— SUPPLIED ENTRIES —
>>>
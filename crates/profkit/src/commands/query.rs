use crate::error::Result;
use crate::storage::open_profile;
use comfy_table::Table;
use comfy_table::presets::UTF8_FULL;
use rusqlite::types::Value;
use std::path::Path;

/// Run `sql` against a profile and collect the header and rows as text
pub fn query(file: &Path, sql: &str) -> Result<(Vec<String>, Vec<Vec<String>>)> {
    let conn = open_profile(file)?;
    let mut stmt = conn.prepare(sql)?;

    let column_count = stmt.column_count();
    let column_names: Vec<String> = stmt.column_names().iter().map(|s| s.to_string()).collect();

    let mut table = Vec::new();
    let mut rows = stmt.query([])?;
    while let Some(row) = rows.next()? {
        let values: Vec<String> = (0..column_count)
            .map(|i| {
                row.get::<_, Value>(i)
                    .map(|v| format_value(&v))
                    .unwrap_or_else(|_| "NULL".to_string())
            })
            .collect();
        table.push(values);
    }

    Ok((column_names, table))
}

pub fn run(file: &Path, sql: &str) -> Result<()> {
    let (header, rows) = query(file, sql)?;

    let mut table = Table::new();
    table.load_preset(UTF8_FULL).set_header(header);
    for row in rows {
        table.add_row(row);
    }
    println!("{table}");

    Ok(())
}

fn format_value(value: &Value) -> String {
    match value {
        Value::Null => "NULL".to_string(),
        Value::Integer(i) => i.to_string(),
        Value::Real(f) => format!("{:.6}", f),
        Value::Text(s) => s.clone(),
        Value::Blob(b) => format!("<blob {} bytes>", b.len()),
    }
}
<<<
— TASK OBJECTIVE —
Lines of the listing above that hold the string "query" should each be copied.

— ANSWER TO THIS PROBLEM —
filename crates/profkit/src/commands/query.rs
pub fn query(file: &Path, sql: &str) -> Result<(Vec<String>, Vec<Vec<String>>)> {
    let mut rows = stmt.query([])?;
    let (header, rows) = query(file, sql)?;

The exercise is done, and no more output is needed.